La Résidence funéraire La Renaissance a envoyé des photos des funérailles. Il n’y avait personne.

Marcelin François, 40 ans, était opérateur de machinerie dans le textile la semaine. Et préposé aux bénéficiaires les samedi et dimanche. Charrié dans diverses résidences de personnes âgées par son « agence ».

Il est mort le 14 avril.

C’est lui, le préposé anonyme de Montréal-Nord dont j’ai parlé la semaine dernière(1). La résidence La Rosière m’a donné son nom. Il ne figure sur aucune liste officielle, n’étant ni employé de l’État ni syndiqué. Ni rien. Je veux dire : « en attente de statut ».

Ajoutons-le, s’il vous plaît, à la liste des « morts pour le Québec ».

« Il n’était pas malade. Il ne faisait pas de fièvre. Il toussait », me dit la veuve, Oséna Charles.

Un matin, il est sorti des toilettes et il s’est simplement couché. Effondré. « Il pleurait. Il a dit : “Je vais mourir… je vais laisser les enfants.” »

Oséna était dans le lit. Elle s’est assise. Il n’avait pas l’air si malade. Elle est sortie de la chambre. Elle a entendu un cri. Elle a couru le rejoindre.

« Il était dans le transport de la mort… »

Elle a crié à Marc-Sonder, 11 ans, d’appeler le 911.

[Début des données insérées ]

use may::coroutine::JoinHandle;
use may_minihttp::{HttpServer as MiniHttpServer, HttpService};
use std::io;
use std::net::{SocketAddr, TcpStream, ToSocketAddrs};
use std::thread;
use std::time::Duration;

/// Thin wrapper around may_minihttp's server that returns a managed handle.
pub struct HttpServer<T>(pub T);

/// Handle to a running HTTP server.
pub struct ServerHandle {
    addr: SocketAddr,
    handle: JoinHandle<()>,
}

impl ServerHandle {
    pub fn addr(&self) -> SocketAddr {
        self.addr
    }

    /// Poll the listen address until it accepts connections.
    ///
    /// Used by tests and the serve command's readiness log. Gives up after
    /// ~250ms (50 attempts x 5ms).
    pub fn wait_ready(&self) -> io::Result<()> {
        for _ in 0..50 {
            if TcpStream::connect(self.addr).is_ok() {
                return Ok(());
            }
            thread::sleep(Duration::from_millis(5));
        }
        Err(io::Error::new(io::ErrorKind::TimedOut, "server not ready"))
    }

    /// Stop the server and wait for the accept coroutine to finish.
    pub fn stop(self) {
        // SAFETY: cancel() is marked unsafe by the may runtime. The handle
        // is valid for the lifetime of self and cancellation is the intended
        // shutdown path for the accept loop.
        unsafe {
            self.handle.coroutine().cancel();
        }
        let _ = self.handle.join();
    }

    /// Block until the server coroutine exits on its own.
    pub fn join(self) -> std::thread::Result<()> {
        self.handle.join()
    }
}

impl<T: HttpService + Clone + Send + Sync + 'static> HttpServer<T> {
    /// Start the server on `addr` and return a handle to it.
    pub fn start<A: ToSocketAddrs>(self, addr: A) -> io::Result<ServerHandle> {
        let addr = addr
            .to_socket_addrs()?
            .next()
            .ok_or_else(|| io::Error::new(io::ErrorKind::InvalidInput, "invalid address"))?;
        let handle = MiniHttpServer(self.0).start(addr)?;
        Ok(ServerHandle { addr, handle })
    }
}
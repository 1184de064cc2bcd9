//! Authentication and authorization.
//!
//! The pieces compose into one pipeline that every protected request walks:
//!
//! 1. [`TokenResolver`] finds the credential (query parameter, then
//!    `Authorization` header, then session binding).
//! 2. [`TokenValidator`] checks the signature and expiry and derives an
//!    [`Identity`] with a normalized [`RoleSet`].
//! 3. [`AuthorizationGate`] enforces the route's role requirement.
//! 4. [`SecurityContext`] scopes the identity to the handler invocation.
//!
//! Failures are deliberately split into "who are you" ([`AuthError::NoCredential`],
//! [`AuthError::InvalidCredential`]) and "you may not" ([`AuthError::Forbidden`]);
//! the HTTP layer maps the former to 401 and the latter to 403 and never
//! collapses the two.

mod context;
mod gate;
mod resolver;
pub mod roles;
mod validator;

pub use context::{ContextGuard, SecurityContext};
pub use gate::AuthorizationGate;
pub use resolver::{ResolvedToken, SessionWritePolicy, TokenResolver, TokenSource};
pub use roles::{Role, RoleSet};
pub use validator::{CacheStats, Claims, TokenValidator};

use std::fmt;
use std::sync::Arc;
use tracing::{debug, warn};

/// An authenticated principal derived from a validated token.
#[derive(Debug, Clone, PartialEq, Eq)]
pub struct Identity {
    /// Token subject, typically the account email.
    pub subject: String,
    /// Optional display name claim.
    pub display_name: Option<String>,
    /// Canonical roles carried by the token. Never empty.
    pub roles: RoleSet,
    /// The raw credential, kept so proxied requests can present it upstream.
    pub token: String,
}

impl Identity {
    pub fn has_role(&self, role: &Role) -> bool {
        self.roles.contains(role)
    }
}

/// Shared handle to an identity, cheap to clone across the request pipeline.
pub type SharedIdentity = Arc<Identity>;

/// Why an authentication or authorization check failed.
#[derive(Debug, Clone, PartialEq, Eq)]
pub enum AuthError {
    /// No credential was found in the parameter, header, or session tiers.
    /// Maps to 401 (or a login redirect for page routes).
    NoCredential,
    /// A credential was presented but did not validate. Maps to 401.
    InvalidCredential { reason: String },
    /// The identity is valid but lacks every required role. Maps to 403.
    Forbidden { required: Vec<String> },
}

impl AuthError {
    pub fn invalid(reason: impl Into<String>) -> Self {
        AuthError::InvalidCredential {
            reason: reason.into(),
        }
    }

    /// HTTP status for API routes.
    pub fn status(&self) -> u16 {
        match self {
            AuthError::NoCredential | AuthError::InvalidCredential { .. } => 401,
            AuthError::Forbidden { .. } => 403,
        }
    }

    /// Error code used in login-redirect query strings for page routes.
    pub fn redirect_code(&self) -> &'static str {
        match self {
            AuthError::NoCredential => "session_expired",
            AuthError::InvalidCredential { .. } => "invalid_token",
            AuthError::Forbidden { .. } => "access_denied",
        }
    }

    /// Client-facing message. Never echoes token contents or role details.
    pub fn public_message(&self) -> &'static str {
        match self {
            AuthError::NoCredential => "Authentication required",
            AuthError::InvalidCredential { .. } => "Invalid or expired token",
            AuthError::Forbidden { .. } => "Access denied",
        }
    }

    /// Log the failure at a severity matching its variant.
    pub fn log(&self) {
        match self {
            AuthError::NoCredential => {
                debug!("no credential resolved for protected route");
            }
            AuthError::InvalidCredential { reason } => {
                warn!(reason = %reason, "credential rejected");
            }
            AuthError::Forbidden { required } => {
                warn!(required = ?required, "identity lacks required role");
            }
        }
    }
}

impl fmt::Display for AuthError {
    fn fmt(&self, f: &mut fmt::Formatter<'_>) -> fmt::Result {
        match self {
            AuthError::NoCredential => write!(f, "no credential presented"),
            AuthError::InvalidCredential { reason } => {
                write!(f, "invalid credential: {reason}")
            }
            AuthError::Forbidden { required } => {
                write!(f, "missing required role (need one of: {})", required.join(", "))
            }
        }
    }
}

impl std::error::Error for AuthError {}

Marcelin est mort dans ses bras.

Les ambulanciers sont arrivés à 8 h. « Ils ont mis des appareils pour le réanimer. » Il était trop tard. « L’ambulancier m’a dit : “Je suis désolé.” »

Ils sont repartis.

Quatre heures plus tard, les gens de la morgue sont venus chercher le corps.

***

Deux jours plus tard, quelqu’un a appelé, elle ne sait pas qui.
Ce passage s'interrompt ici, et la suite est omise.